Le accuse: corruzione e traffico di influenze
Secondo l’accusa, Cuffaro sarebbe coinvolto in un presunto sistema di corruzione legato alla diffusione anticipata delle prove d’esame per la stabilizzazione degli operatori socio-sanitari all’ospedale Villa Sofia di Palermo. Nel procedimento sono coinvolti anche Roberto Colletti, ex direttore generale dell’ospedale e attualmente ai domiciliari, Antonio Iacono, primario del Trauma Center, e Vito Raso, storico collaboratore dell’ex governatore.

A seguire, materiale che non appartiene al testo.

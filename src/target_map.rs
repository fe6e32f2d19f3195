//! [`TargetMap`] is the read-only build graph produced by one import cycle.

use rustc_hash::FxHashMap;

use crate::dependencies::TargetInfo;
use crate::ideinfo::TargetIdeInfo;
use crate::model::TargetKey;

#[derive(Clone, Debug, Default, Eq, PartialEq)]
pub struct TargetMap {
    targets: FxHashMap<TargetKey, TargetIdeInfo>,
}

impl TargetMap {
    pub fn new(targets: FxHashMap<TargetKey, TargetIdeInfo>) -> Self {
        Self { targets }
    }

    pub fn get(&self, key: &TargetKey) -> Option<&TargetIdeInfo> {
        self.targets.get(key)
    }

    pub fn contains(&self, key: &TargetKey) -> bool {
        self.targets.contains_key(key)
    }

    /// Iterates the targets in no particular order.
    pub fn targets(&self) -> impl Iterator<Item = &TargetIdeInfo> {
        self.targets.values()
    }

    pub fn len(&self) -> usize {
        self.targets.len()
    }

    pub fn is_empty(&self) -> bool {
        self.targets.is_empty()
    }

    pub fn target_infos(&self) -> FxHashMap<TargetKey, TargetInfo> {
        self.targets
            .iter()
            .map(|(key, target)| (key.clone(), target.to_target_info()))
            .collect()
    }
}

impl FromIterator<TargetIdeInfo> for TargetMap {
    /// Later targets replace earlier ones with the same key.
    fn from_iter<T: IntoIterator<Item = TargetIdeInfo>>(iter: T) -> Self {
        Self::new(
            iter.into_iter()
                .map(|target| (target.key().clone(), target))
                .collect(),
        )
    }
}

Secondo la ricostruzione dei pm, le prove sarebbero passate da Iacono e Colletti a Raso e quindi a Cuffaro, che le avrebbe consegnate a una candidata. In cambio, Colletti avrebbe ottenuto la conferma del proprio incarico mentre a Iacono sarebbe stato promesso un sostegno per un futuro ruolo dirigenziale, mai però formalmente richiesto.